Our Hawaiian Word of the Day is Waiʻaleʻale, the name for the wettest spot on Earth. Waiʻaleʻale is the highest mountain on Kauaʻi, and Waiʻaleʻale means rippling or overflowing water, a very appropriate name for a place with more than 475 inches of rain a year.
Our Hawaiian word for today is aniani, something we all see, or see through every day. A common meaning for aniani is glass. We modify it for special meanings, such as aniani nānā for mirror, or aniani awe for fiber glass. It can be the modifier such as puka aniani for window.
Kaimukī, the name for a section of Honolulu, is another name often mispronounced by those familiar with the common Hawaiian word kai. Actually, Kaimukī means “the ti oven” and is a compound word made up of ka for “the,” imu for “oven,” and kī for “ti.”
Many people who don't speak Hawaiian ask how to make the glottal stop in your speech at the beginning of a word. ʻIolani is a good example. ʻIolani is the name of a palace, an avenue, a fine school, and many other things. And ʻiolani means “royal hawk.”

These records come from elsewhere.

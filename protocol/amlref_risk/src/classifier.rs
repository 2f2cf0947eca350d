use amlref_kinetics::Wt1Calculator;
use amlref_types::{RiskLevel, TreatmentStage};
use serde::Serialize;

use crate::finding::{Measurement, RiskFinding};
use crate::input::{AssessmentInput, ResponseMeasurements, StageAssessment, Wt1Response};
use crate::thresholds;

/// Outcome of one classification run.
#[derive(Debug, Clone, PartialEq, Serialize)]
pub struct ClassificationResult {
    pub level: RiskLevel,
    pub reason: String,
    pub finding: RiskFinding,
    pub baseline: RiskLevel,
    pub stage: TreatmentStage,
    /// WT1 log reduction the rule actually compared, if one was available.
    #[serde(skip_serializing_if = "Option::is_none")]
    pub wt1_log_reduction: Option<f64>,
}

/// Applies the stratification rules.
///
/// The only configuration is how a WT1 transcript pair is reduced to a log
/// value; the cutoffs themselves are fixed.
#[derive(Debug, Clone, Copy, Default, PartialEq)]
pub struct RiskClassifier {
    wt1: Wt1Calculator,
}

impl RiskClassifier {
    pub fn new(wt1: Wt1Calculator) -> Self {
        Self { wt1 }
    }

    pub fn wt1_calculator(&self) -> &Wt1Calculator {
        &self.wt1
    }

    pub fn classify(&self, input: &AssessmentInput) -> ClassificationResult {
        let baseline = input.baseline;
        let stage = input.stage.stage();
        let (level, finding, wt1_log_reduction) = match &input.stage {
            StageAssessment::Initial { wbc } => {
                let (level, finding) = classify_initial(baseline, *wbc);
                (level, finding, None)
            }
            StageAssessment::PostInduction {
                complete_remission: false,
                response,
            } => {
                log::debug!("post-induction: no CR, escalating to high risk");
                (
                    RiskLevel::High,
                    RiskFinding::NoCompleteRemission,
                    self.effective_wt1(response),
                )
            }
            StageAssessment::PostInduction {
                complete_remission: true,
                response,
            } => self.classify_response(
                baseline,
                response,
                thresholds::post_induction_mrd_breached,
                thresholds::post_induction_wt1_breached,
            ),
            StageAssessment::PostConsolidation1 { response } => self.classify_response(
                baseline,
                response,
                thresholds::post_consolidation1_mrd_breached,
                thresholds::post_consolidation1_wt1_breached,
            ),
        };

        ClassificationResult {
            level,
            reason: finding.reason(stage, baseline),
            finding,
            baseline,
            stage,
            wt1_log_reduction,
        }
    }

    /// The WT1 log reduction the rules see, or `None` when undetermined.
    pub fn effective_wt1(&self, response: &ResponseMeasurements) -> Option<f64> {
        match response.wt1? {
            Wt1Response::LogReduction(v) => v.is_finite().then_some(v),
            Wt1Response::Transcripts { previous, current } => {
                self.wt1.log_reduction(previous, current)
            }
        }
    }

    fn classify_response(
        &self,
        baseline: RiskLevel,
        response: &ResponseMeasurements,
        mrd_breached: fn(f64) -> bool,
        wt1_breached: fn(f64) -> bool,
    ) -> (RiskLevel, RiskFinding, Option<f64>) {
        let mrd = response.mrd_percent.filter(|v| v.is_finite());
        let wt1 = self.effective_wt1(response);

        let mrd_hit = mrd.is_some_and(mrd_breached);
        let wt1_hit = wt1.is_some_and(wt1_breached);
        log::debug!("response check: mrd={mrd:?} breached={mrd_hit} wt1={wt1:?} breached={wt1_hit}");

        if mrd_hit || wt1_hit {
            let finding = RiskFinding::InadequateResponse {
                mrd_breached: mrd_hit,
                wt1_breached: wt1_hit,
            };
            return (RiskLevel::High, finding, wt1);
        }

        let mut missing = Vec::new();
        if mrd.is_none() {
            missing.push(Measurement::Mrd);
        }
        if wt1.is_none() {
            missing.push(Measurement::Wt1);
        }
        let finding = if missing.is_empty() {
            RiskFinding::TargetsMet
        } else {
            RiskFinding::InsufficientData { missing }
        };
        (baseline, finding, wt1)
    }
}

fn classify_initial(baseline: RiskLevel, wbc: Option<f64>) -> (RiskLevel, RiskFinding) {
    if baseline != RiskLevel::Low {
        return (baseline, RiskFinding::BaselineGenetics);
    }
    match wbc.filter(|v| v.is_finite()) {
        Some(w) if thresholds::wbc_escalates(w) => {
            log::debug!("initial: standard-risk genetics with WBC {w}, escalating to medium");
            (RiskLevel::Medium, RiskFinding::HighPresentingWbc)
        }
        Some(_) => (baseline, RiskFinding::BaselineGenetics),
        None => (
            baseline,
            RiskFinding::InsufficientData {
                missing: vec![Measurement::Wbc],
            },
        ),
    }
}

/// Classify with the default calculator (zero WT1 readings are floored).
pub fn classify(input: &AssessmentInput) -> ClassificationResult {
    RiskClassifier::default().classify(input)
}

For those of you who have learned to tell time in Hawaiian, you will find it very handy to know that we also have a way to say both A.M and P.M. It means the same as in English, and it is written the same way. But in Hawaiian we pronounce it ʻamu and pimu.
Ala kalaiwa means driveway. You often see Ala used to mean street, path, or way. As in Ala Moana or Ala Wai. Kalaiwa means drive, and since modifiers follow nouns in Hawaiian, we say ala kalaiwa for driveway.
Hoʻoponopono means to make right. And it is a Hawaiian way of putting things in order, settling problems by sitting down together and talking it out. Hoʻoponopono is something we should all be aware of and practice.
Our Hawaiian word for today is naupaka, a native species of shrubs found in both the mountains and on the coasts. And who hasn't heard the stories about why the shrub flowers that look like half flowers?
Heiau is often mispronounced by people who put in a glottal stop that doesn't belong there. A heiau is a pre-Christian place of worship, commonly referred to in English as a Hawaiian temple, or shrine.
Our Hawaiian Word of the Day is wailele or waterfall. Literally, wailele means leaping water. And although it is a generic term, it is also is used in many place names and songs. Such as the popular wailele o ʻakaka.
It's so often mispronounced that the incorrect version has become an accepted pidgin word. But our word for today is mea ʻono puaʻa, or delicious pig thing. It is a popular and tasty steamed or baked Chinese bun with pork inside.
Our Hawaiian word for today is a short phrase, kekahi i kekahi. It means each other, one another. It is often heard by folks who use it to describe how we should love one another. E aloha kekahi i kekahi.